2. This is the most important step. About 1 week before getting the cast off, catch a cold from your brother or sister. If you don’t have a sibling, an airplane ride or trip to the Dr. may suffice.
2. After 6 weeks, have the spica cast sawed off. My mom couldn’t wait for this to happen since she was really tired of carrying me around in the cast and treating it daily with a vinegar wash. She tried to make the cast smell better, but it really didn’t work … shhh! don’t tell her!
3. Immediately after having the cast removed, SCREAM! and cry and scream some more! Because it’s going to hurt like crazy, folks! They will put you into a soft brace to help maintain your legs and hips in the same position as the cast, but it’s not the same! The soft brace is “soft” … it moves and so will your hips. The skin on your legs will have goosebumps big enough to slow down a speeding car in Dubai. Stop screaming only when no one touches you. You won’t want any hugs, you won’t want to be held, you won’t want to be fed. Most importantly, don’t move a muscle because it will hurt and it’s just really scary!
4. The first week out of the cast will take some work because you have to cry and scream a lot and not sleep very much. Also, since you won’t want to move or be moved at all, for fear of pain, you won’t be able to belch/burp/wind, so you’ll spit up a lot. Your spit-up and vomiting will be even more productive and messy if you managed to catch that cold earlier as mentioned in step 2. Since you can’t change positions very quickly to vomit into a bucket or off to the side, a lot of it will just shoot right back up into your nose and into the back of your ear. Prime recipe for an ear infection, wouldn’t you say?
My mom noticed my ear infection about 10 days after I got the cast removed. Since I can’t talk or tug on my ear like other children, my mom somehow figured it out when I flinched at the touch of my ear. Then she tugged on it again, just to make sure … OUCH! Gosh woman! Leave my ear alone and get me some antibiotics already! So we got to visit the Bellevue Seattle Children’s Urgent Care clinic for the first time ever! I was looking forward to the ride in the car …
Oh sorry … I’ve diverted from my step-by-step instructions!

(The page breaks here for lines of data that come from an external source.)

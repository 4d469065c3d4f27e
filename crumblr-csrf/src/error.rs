use crumblr_session::SessionError;
use thiserror::Error;

#[derive(Error, Debug)]
pub enum CrumbError {
    #[error("Missing crumb fields: {0}")]
    MissingFields(String),

    #[error("Crumb stamped at {stamped_at} is outside the {window_secs}s window")]
    TimestampExpired { stamped_at: u64, window_secs: u64 },

    #[error("Crumb digest mismatch")]
    DigestMismatch,

    #[error("Session secret unavailable: {0}")]
    SessionSecretUnavailable(String),

    #[error("Session error: {0}")]
    Session(#[from] SessionError),

    #[error("Configuration error: {0}")]
    Config(String),

    #[error("Configuration parse error: {0}")]
    Toml(#[from] toml::de::Error),

    #[error("Query encoding error: {0}")]
    UrlEncode(#[from] serde_urlencoded::ser::Error),
}

impl CrumbError {
    /// Whether this error belongs to the verification taxonomy, as opposed
    /// to an infrastructure or configuration problem.
    pub fn is_verification_failure(&self) -> bool {
        matches!(
            self,
            CrumbError::MissingFields(_)
                | CrumbError::TimestampExpired { .. }
                | CrumbError::DigestMismatch
                | CrumbError::SessionSecretUnavailable(_)
        )
    }
}

pub type Result<T> = std::result::Result<T, CrumbError>;
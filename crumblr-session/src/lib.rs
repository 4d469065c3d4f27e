//! # Crumblr Session State
//!
//! The session-state collaborator used by Crumblr request forgery protection.
//!
//! Crumblr only needs three things from a session: read a value, write a
//! value, and throw the whole session away. On top of that it needs one atomic
//! primitive, [`SessionStore::get_or_insert`], so that two concurrent requests
//! materializing the per-session secret for the first time converge on a
//! single live value.
//!
//! ## Quick Start
//!
//! ```rust
//! use crumblr_session::{MemorySessionStore, SessionStore, generate_session_id};
//!
//! # tokio_test_block_on(async {
//! let store = MemorySessionStore::new();
//! let sid = generate_session_id();
//!
//! let first = store.get_or_insert(&sid, "_csrf_token", "abc123".to_string()).await.unwrap();
//! let second = store.get_or_insert(&sid, "_csrf_token", "zzz999".to_string()).await.unwrap();
//! assert_eq!(first, second);
//!
//! store.reset(&sid).await.unwrap();
//! assert_eq!(store.get(&sid, "_csrf_token").await.unwrap(), None);
//! # });
//! # fn tokio_test_block_on<F: std::future::Future>(f: F) -> F::Output {
//! #     tokio::runtime::Builder::new_current_thread().build().unwrap().block_on(f)
//! # }
//! ```

pub mod error;
pub mod memory;
pub mod traits;

pub use error::{SessionError, SessionResult};
pub use memory::MemorySessionStore;
pub use traits::{SessionStore, generate_session_id};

5. Continue to move around very little. With little movement, you won’t be able to help your ear relieve the pressure. You don’t want that ear infection to clear up too quickly! My friends with tubes in your ears, I’m afraid it will be very hard for you to accomplish this task since your tubes will help your ears drain … drats!
6. Once enough pressure has built up in your ear, let your eardrum rupture! They say that sometimes a rupture will heal on it’s own immediately, but if you have a case bad enough, you can get it to rupture again … wohoo!
I managed to do this since I’m sooooo good at not moving around. When my ear started draining, blood started seeping out along with the drainage. It was kind of messy! My mom thought it was just ear infection drainage, but I continued to cry and scream, and, most importantly, bleed from my ear a bit more. So we got to go to the Urgent Care clinic again! Only 5 days from our previous visit … fun!!!
I have some more antibiotics in the form of ear drops now. This should help heal the eardrum and keep it healed. The Dr. thinks I’ve ruptured it at least twice. I’m feeling better now and my mom can lightly touch my ear to get the drops in. I’m also starting to move my legs a bit. Best of all, however, is that I’m out of my soft brace! It still hurts to be moved around, but I can tolerate being out of the brace now.
I’m going to go back to my own pediatrician this week, inshallah, to make sure the eardrum has healed. Hopefully it has because I don’t want a patch on my ear, or worse, and surgical procedure!!! My mom would not be pleased. She’s so easily stressed out anyway …
Thanks for reading my long blog post!